2

I am trying to parse a markdown content with the use of regex. To grab bold and italic items from the input, I'm currently using a regex:

/(\*\*)(?<bold>[^**]+)(\*\*)|(?<normal>[^`*[~]+)|\*(?<italic>[^*]+)\*/g

Regex101 Link: https://regex101.com/r/2zOMid/1

The problem with this regex are:
  • if there is a single * in between a bold text content, the match is breaked
  • if there are long texts like ******* anywhere in between the match is broken

#####: tried with: I tried removing the [^**] part in the bold group but that messed up the bold match with finding the last ** occurrence and including all `**`` chars within

What I want to have:
  • accurate bold
  • * allowed inside bold
  • accurate italics

Language: Javascript

Assumptions:

Bold text wrapped inside ** Italic text wrapped inside *

Tyzoid
  • 1,072
  • 13
  • 31
Kiran Parajuli
  • 820
  • 6
  • 14
  • 1
    Do not use a single regex here since matches are overlapping. Use bold regex first, then italics. – Wiktor Stribiżew Jul 16 '22 at 09:09
  • yes, i'm trying to do the same. for that the bold match in the above regex should allow to contain single `*` char within. if I do that the bold match is messed up. can i do that properly with regex? – Kiran Parajuli Jul 16 '22 at 11:13
  • Shouldn't one, by markdown rules, in need to literally show an asterisk `*` escape it? `***\****` for the exact reason? – Roko C. Buljan Jul 16 '22 at 11:19
  • for me, `*****` & `**\***` means a normal text. If we want just an asterisk as bold maybe using raw HTML is better (markdown supports that). but if the input is like `**ab*cd**` then `ab*cd` should be a match. – Kiran Parajuli Jul 16 '22 at 11:40

5 Answers5

2

[^**] will not avoid two consecutive *. It is a character class that is no different from [^*]. The repeated asterisk has no effect.

The pattern for italic should better come in front of the normal part, which should capture anything that remains. This could even be a sole asterisk (for example) -- the pattern for normal text should allow this.

It will be easier to use split and use the bold/italic pattern for matching the "delimiter" of the split, while still capturing it.

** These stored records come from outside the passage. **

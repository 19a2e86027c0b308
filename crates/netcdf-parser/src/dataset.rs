//! Read-only access to a gridded NetCDF file on a latitude/longitude grid.

use std::io;
use std::path::{Path, PathBuf};

use tracing::debug;

use crate::axis::{CoordinateAxis, LongitudeConvention};
use crate::error::{NetCdfError, NetCdfResult};
use crate::native::{
    get_str_attr, read_f64_value, read_f64_values, silence_hdf5_errors, Packing,
};

/// Coordinate variable names tried for the latitude axis, in order.
pub const LATITUDE_NAMES: [&str; 2] = ["latitude", "lat"];

/// Coordinate variable names tried for the longitude axis, in order.
pub const LONGITUDE_NAMES: [&str; 2] = ["longitude", "lon"];

/// The grid cell selected for a query point.
#[derive(Debug, Clone, Copy, PartialEq)]
pub struct GridCell {
    pub lat_index: usize,
    pub lon_index: usize,
    /// Latitude label of the selected row
    pub latitude: f64,
    /// Longitude label of the selected column
    pub longitude: f64,
}

/// A NetCDF file opened for point reads.
///
/// The coordinate axes are loaded once at open time; variable data is read on
/// demand.
pub struct GriddedDataset {
    path: PathBuf,
    file: netcdf::File,
    latitude: CoordinateAxis,
    longitude: CoordinateAxis,
    lat_dim: String,
    lon_dim: String,
}

impl std::fmt::Debug for GriddedDataset {
    fn fmt(&self, f: &mut std::fmt::Formatter<'_>) -> std::fmt::Result {
        f.debug_struct("GriddedDataset")
            .field("path", &self.path)
            .field("latitude", &self.latitude.len())
            .field("longitude", &self.longitude.len())
            .finish()
    }
}

impl GriddedDataset {
    /// Open `path` and load its latitude and longitude axes.
    pub fn open<P: AsRef<Path>>(path: P) -> NetCdfResult<Self> {
        // Silence HDF5's verbose stderr output for missing attributes
        silence_hdf5_errors();

        let path = path.as_ref();
        if !path.exists() {
            return Err(NetCdfError::IoError(io::Error::new(
                io::ErrorKind::NotFound,
                format!("{}: no such file", path.display()),
            )));
        }

        let file = netcdf::open(path).map_err(|e| {
            NetCdfError::InvalidFormat(format!("Failed to open NetCDF {}: {}", path.display(), e))
        })?;

        let (latitude, lat_dim) = read_axis(&file, &LATITUDE_NAMES)?;
        let (longitude, lon_dim) = read_axis(&file, &LONGITUDE_NAMES)?;

        debug!(
            path = %path.display(),
            lat_points = latitude.len(),
            lon_points = longitude.len(),
            lat_order = ?latitude.order(),
            lon_order = ?longitude.order(),
            "Opened gridded dataset"
        );

        Ok(Self {
            path: path.to_path_buf(),
            file,
            latitude,
            longitude,
            lat_dim,
            lon_dim,
        })
    }

    pub fn path(&self) -> &Path {
        &self.path
    }

    pub fn latitude(&self) -> &CoordinateAxis {
        &self.latitude
    }

    pub fn longitude(&self) -> &CoordinateAxis {
        &self.longitude
    }

    /// Longitude convention of the grid.
    pub fn longitude_convention(&self) -> LongitudeConvention {
        LongitudeConvention::detect(self.longitude.values())
    }

    /// Names of all variables in the file.
    pub fn variable_names(&self) -> Vec<String> {
        self.file.variables().map(|v| v.name()).collect()
    }

    pub fn has_variable(&self, name: &str) -> bool {
        self.file.variable(name).is_some()
    }

    /// The `units` attribute of `variable`, if it has one.
    pub fn units(&self, variable: &str) -> Option<String> {
        let var = self.file.variable(variable)?;
        get_str_attr(&var, "units")
    }

    /// Fail unless every name in `names` is a variable of the file.
    ///
    /// The error lists all absent names, not just the first.
    pub fn require_variables(&self, names: &[&str]) -> NetCdfResult<()> {
        let missing: Vec<&str> = names
            .iter()
            .copied()
            .filter(|name| !self.has_variable(name))
            .collect();
        if missing.is_empty() {
            Ok(())
        } else {
            Err(NetCdfError::MissingData(format!(
                "variable(s) {} not found in {}",
                missing.join(", "),
                self.path.display()
            )))
        }
    }

    /// Resolve the nearest grid cell, one axis at a time.
    pub fn nearest_cell(&self, latitude: f64, longitude: f64) -> NetCdfResult<GridCell> {
        let lat_index = self.latitude.nearest(latitude).ok_or_else(|| {
            NetCdfError::InvalidQuery(format!(
                "cannot match latitude {} against {} grid points",
                latitude,
                self.latitude.len()
            ))
        })?;
        let lon_index = self.longitude.nearest(longitude).ok_or_else(|| {
            NetCdfError::InvalidQuery(format!(
                "cannot match longitude {} against {} grid points",
                longitude,
                self.longitude.len()
            ))
        })?;

        Ok(GridCell {
            lat_index,
            lon_index,
            latitude: self.latitude.values()[lat_index],
            longitude: self.longitude.values()[lon_index],
        })
    }

    /// Physical value of `variable` at `cell`.
    ///
    /// Dimensions other than latitude and longitude must have length 1 (e.g.
    /// a single `valid_time`); they are reduced to their only element.
    pub fn value_at(&self, variable: &str, cell: &GridCell) -> NetCdfResult<f64> {
        let var = self
            .file
            .variable(variable)
            .ok_or_else(|| NetCdfError::MissingData(format!("variable '{}'", variable)))?;

        let mut indices = Vec::with_capacity(var.dimensions().len());
        let mut has_lat = false;
        let mut has_lon = false;

        for dim in var.dimensions() {
            let dim_name = dim.name();
            let len = dim.len();
            let index = if dim_name == self.lat_dim {
                has_lat = true;
                cell.lat_index
            } else if dim_name == self.lon_dim {
                has_lon = true;
                cell.lon_index
            } else if len == 1 {
                0
            } else {
                return Err(NetCdfError::InvalidFormat(format!(
                    "variable '{}' has dimension '{}' of length {}; only length-1 dimensions \
                     besides latitude/longitude can be reduced",
                    variable, dim_name, len
                )));
            };
            if index >= len {
                return Err(NetCdfError::InvalidFormat(format!(
                    "index {} out of range for dimension '{}' ({}) of '{}'",
                    index, dim_name, len, variable
                )));
            }
            indices.push(index);
        }

        if !has_lat || !has_lon {
            return Err(NetCdfError::InvalidFormat(format!(
                "variable '{}' is not defined on the {}/{} grid",
                variable, self.lat_dim, self.lon_dim
            )));
        }

        let raw = read_f64_value(&var, &indices)?;

        Packing::from_variable(&var)
            .unpack(raw)
            .ok_or_else(|| NetCdfError::NoData {
                variable: variable.to_string(),
                latitude: cell.latitude,
                longitude: cell.longitude,
            })
    }

    /// Nearest-neighbour read of a single variable.
    pub fn sel_nearest(&self, variable: &str, latitude: f64, longitude: f64) -> NetCdfResult<f64> {
        let cell = self.nearest_cell(latitude, longitude)?;
        self.value_at(variable, &cell)
    }
}

/// Load the first coordinate variable found under `names`.
///
/// Returns the axis and the name of the dimension it labels.
fn read_axis(file: &netcdf::File, names: &[&str]) -> NetCdfResult<(CoordinateAxis, String)> {
    let var = names
        .iter()
        .find_map(|name| file.variable(name))
        .ok_or_else(|| NetCdfError::MissingData(format!("coordinate {}", names.join(" or "))))?;

    let dims = var.dimensions();
    if dims.len() != 1 {
        return Err(NetCdfError::InvalidFormat(format!(
            "coordinate '{}' must be one-dimensional, found {} dimensions",
            var.name(),
            dims.len()
        )));
    }
    let dim_name = dims[0].name();

    let packing = Packing::from_variable(&var);
    let values: Vec<f64> = read_f64_values(&var)?
        .into_iter()
        .map(|raw| packing.unpack(raw).unwrap_or(f64::NAN))
        .collect();

    Ok((CoordinateAxis::new(var.name(), values), dim_name))
}
//! Coordinate axes and nearest-label lookup.
//!
//! Each axis is resolved independently: the nearest latitude and the nearest
//! longitude are found separately, never by a combined distance.
//!
//! When the target lies exactly halfway between two labels the lower storage
//! index wins. Binary and linear search follow the same rule so the result
//! does not depend on whether the axis happens to be sorted.

use std::fmt;

/// Ordering of the labels along an axis.
#[derive(Debug, Clone, Copy, PartialEq, Eq)]
pub enum AxisOrder {
    /// Strictly increasing (also used for single-label axes)
    Ascending,
    /// Strictly decreasing, e.g. ERA5 latitudes from 90 to -90
    Descending,
    /// Anything else, including axes containing NaN
    Unordered,
}

impl AxisOrder {
    /// Detect the ordering of `values`.
    pub fn detect(values: &[f64]) -> Self {
        if values.iter().any(|v| v.is_nan()) {
            return AxisOrder::Unordered;
        }
        if values.windows(2).all(|w| w[0] < w[1]) {
            AxisOrder::Ascending
        } else if values.windows(2).all(|w| w[0] > w[1]) {
            AxisOrder::Descending
        } else {
            AxisOrder::Unordered
        }
    }
}

/// Longitude labelling of a grid.
#[derive(Debug, Clone, Copy, PartialEq, Eq)]
pub enum LongitudeConvention {
    /// Longitudes in -180..180
    Signed,
    /// Longitudes in 0..360
    ZeroTo360,
}

impl LongitudeConvention {
    /// Infer the convention from a longitude axis.
    ///
    /// Any label above 180 means 0..360, anything else is treated as signed.
    pub fn detect(values: &[f64]) -> Self {
        if values.iter().any(|&v| v > 180.0) {
            LongitudeConvention::ZeroTo360
        } else {
            LongitudeConvention::Signed
        }
    }

    /// Whether `longitude` is written in a different convention than this one.
    ///
    /// Only unambiguous cases are reported: a negative value against a 0..360
    /// grid, or a value above 180 against a signed grid.
    pub fn mismatches(&self, longitude: f64) -> bool {
        match self {
            LongitudeConvention::ZeroTo360 => longitude < 0.0,
            LongitudeConvention::Signed => longitude > 180.0,
        }
    }
}

impl fmt::Display for LongitudeConvention {
    fn fmt(&self, f: &mut fmt::Formatter<'_>) -> fmt::Result {
        match self {
            LongitudeConvention::Signed => f.write_str("-180..180"),
            LongitudeConvention::ZeroTo360 => f.write_str("0..360"),
        }
    }
}

/// A named one-dimensional coordinate variable.
#[derive(Debug, Clone)]
pub struct CoordinateAxis {
    name: String,
    values: Vec<f64>,
    order: AxisOrder,
}

impl CoordinateAxis {
    pub fn new(name: impl Into<String>, values: Vec<f64>) -> Self {
        let order = AxisOrder::detect(&values);
        Self {
            name: name.into(),
            values,
            order,
        }
    }

    pub fn name(&self) -> &str {
        &self.name
    }

    pub fn values(&self) -> &[f64] {
        &self.values
    }

    pub fn order(&self) -> AxisOrder {
        self.order
    }

    pub fn len(&self) -> usize {
        self.values.len()
    }

    pub fn is_empty(&self) -> bool {
        self.values.is_empty()
    }

    /// Label at `index`.
    pub fn get(&self, index: usize) -> Option<f64> {
        self.values.get(index).copied()
    }

    /// Index of the label closest to `target`.
    ///
    /// Returns `None` for an empty axis or a non-finite target.
    pub fn nearest(&self, target: f64) -> Option<usize> {
        if !target.is_finite() || self.values.is_empty() {
            return None;
        }
        match self.order {
            AxisOrder::Ascending => {
                let split = self.values.partition_point(|&v| v < target);
                Some(self.closer_of(split, target))
            }
            AxisOrder::Descending => {
                let split = self.values.partition_point(|&v| v > target);
                Some(self.closer_of(split, target))
            }
            AxisOrder::Unordered => nearest_index(&self.values, target),
        }
    }

    /// Pick between the labels either side of a binary-search split point.
    fn closer_of(&self, split: usize, target: f64) -> usize {
        if split == 0 {
            return 0;
        }
        if split == self.values.len() {
            return split - 1;
        }
        let before = (self.values[split - 1] - target).abs();
        let after = (self.values[split] - target).abs();
        if after < before {
            split
        } else {
            split - 1
        }
    }
}

/// Index of the value closest to `target` by linear scan.
///
/// Works on unsorted input. NaN entries are skipped; the first of several
/// equally close values is returned.
pub fn nearest_index(values: &[f64], target: f64) -> Option<usize> {
    if !target.is_finite() {
        return None;
    }
    let mut best: Option<(usize, f64)> = None;
    for (i, &v) in values.iter().enumerate() {
        let dist = (v - target).abs();
        if dist.is_nan() {
            continue;
        }
        match best {
            Some((_, best_dist)) if dist >= best_dist => {}
            _ => best = Some((i, dist)),
        }
    }
    best.map(|(i, _)| i)
}

#[cfg(test)]
mod tests {
    use super::*;

    fn era5_latitudes() -> Vec<f64> {
        (0..=720).map(|i| 90.0 - i as f64 * 0.25).collect()
    }

    fn era5_longitudes() -> Vec<f64> {
        (0..1440).map(|i| i as f64 * 0.25).collect()
    }

    #[test]
    fn test_detect_order() {
        assert_eq!(AxisOrder::detect(&[1.0, 2.0, 3.0]), AxisOrder::Ascending);
        assert_eq!(AxisOrder::detect(&[3.0, 2.0, 1.0]), AxisOrder::Descending);
        assert_eq!(AxisOrder::detect(&[1.0, 3.0, 2.0]), AxisOrder::Unordered);
        assert_eq!(AxisOrder::detect(&[1.0, 1.0]), AxisOrder::Unordered);
        assert_eq!(AxisOrder::detect(&[5.0]), AxisOrder::Ascending);
        assert_eq!(AxisOrder::detect(&[1.0, f64::NAN]), AxisOrder::Unordered);
    }

    #[test]
    fn test_nearest_descending_latitudes() {
        let axis = CoordinateAxis::new("latitude", era5_latitudes());
        assert_eq!(axis.order(), AxisOrder::Descending);
        assert_eq!(axis.nearest(90.0), Some(0));
        assert_eq!(axis.nearest(-90.0), Some(720));
        assert_eq!(axis.get(axis.nearest(52.52).unwrap()), Some(52.5));
        assert_eq!(axis.get(axis.nearest(40.1).unwrap()), Some(40.0));
        assert_eq!(axis.get(axis.nearest(-33.87).unwrap()), Some(-33.75));
    }

    #[test]
    fn test_nearest_ascending_longitudes() {
        let axis = CoordinateAxis::new("longitude", era5_longitudes());
        assert_eq!(axis.order(), AxisOrder::Ascending);
        assert_eq!(axis.get(axis.nearest(13.41).unwrap()), Some(13.5));
        assert_eq!(axis.get(axis.nearest(285.0).unwrap()), Some(285.0));
    }

    #[test]
    fn test_nearest_clamps_outside_extent() {
        let axis = CoordinateAxis::new("longitude", era5_longitudes());
        assert_eq!(axis.nearest(-75.0), Some(0));
        assert_eq!(axis.nearest(400.0), Some(1439));

        let lat = CoordinateAxis::new("latitude", era5_latitudes());
        assert_eq!(lat.nearest(95.0), Some(0));
        assert_eq!(lat.nearest(-95.0), Some(720));
    }

    #[test]
    fn test_midpoint_resolves_to_lower_index() {
        let asc = CoordinateAxis::new("x", vec![0.0, 1.0, 2.0]);
        assert_eq!(asc.nearest(0.5), Some(0));

        let desc = CoordinateAxis::new("y", vec![2.0, 1.0, 0.0]);
        assert_eq!(desc.nearest(1.5), Some(0));

        assert_eq!(nearest_index(&[0.0, 1.0, 2.0], 1.5), Some(1));
    }

    #[test]
    fn test_binary_and_linear_search_agree() {
        let lat = CoordinateAxis::new("latitude", era5_latitudes());
        let lon = CoordinateAxis::new("longitude", era5_longitudes());
        let mut q = -95.0;
        while q <= 365.0 {
            assert_eq!(lat.nearest(q), nearest_index(lat.values(), q), "lat {}", q);
            assert_eq!(lon.nearest(q), nearest_index(lon.values(), q), "lon {}", q);
            q += 0.0625;
        }
    }

    #[test]
    fn test_unordered_axis_uses_linear_scan() {
        let axis = CoordinateAxis::new("x", vec![10.0, -5.0, 3.0, 7.0]);
        assert_eq!(axis.order(), AxisOrder::Unordered);
        assert_eq!(axis.nearest(4.0), Some(2));
        assert_eq!(axis.nearest(-100.0), Some(1));
    }

    #[test]
    fn test_nearest_rejects_empty_and_non_finite() {
        let empty = CoordinateAxis::new("x", Vec::new());
        assert_eq!(empty.nearest(1.0), None);
        assert_eq!(nearest_index(&[], 1.0), None);

        let axis = CoordinateAxis::new("x", vec![1.0, 2.0]);
        assert_eq!(axis.nearest(f64::NAN), None);
        assert_eq!(axis.nearest(f64::INFINITY), None);
    }

    #[test]
    fn test_nearest_index_skips_nan() {
        assert_eq!(nearest_index(&[f64::NAN, 4.0, 9.0], 0.0), Some(1));
        assert_eq!(nearest_index(&[f64::NAN], 0.0), None);
    }

    #[test]
    fn test_longitude_convention() {
        assert_eq!(
            LongitudeConvention::detect(&era5_longitudes()),
            LongitudeConvention::ZeroTo360
        );
        assert_eq!(
            LongitudeConvention::detect(&[-180.0, 0.0, 179.75]),
            LongitudeConvention::Signed
        );
        assert!(LongitudeConvention::ZeroTo360.mismatches(-75.0));
        assert!(!LongitudeConvention::ZeroTo360.mismatches(285.0));
        assert!(LongitudeConvention::Signed.mismatches(285.0));
        assert!(!LongitudeConvention::Signed.mismatches(-75.0));
    }
}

All the rest will then be "normal". The downside of split is that you cannot benefit from named capture groups, but they will just be represented by separate entries in the returned array.

I will ignore the other syntax that markdown can have (like you seem to hint at with [ and ~ in your regex). On the other hand, it is important to deal well with backslash, as it is used to escape an asterisk.

Here is the regular expression (link):

(\*\*?)(?![\s\*])((?:[\s*]*(?:\\[\\*]|[^\\\s*]))+?)\1

Here is a snippet with two functions:

  • a function that first splits the input into tokens, where each token is a pair, like ["normal", " this is normal text "] and ["i", "text in italics"]
  • another function that uses these tokens to generate HTML

The snippet is interactive. Just type the input, and the output will be rendered in HTML using the above sequence.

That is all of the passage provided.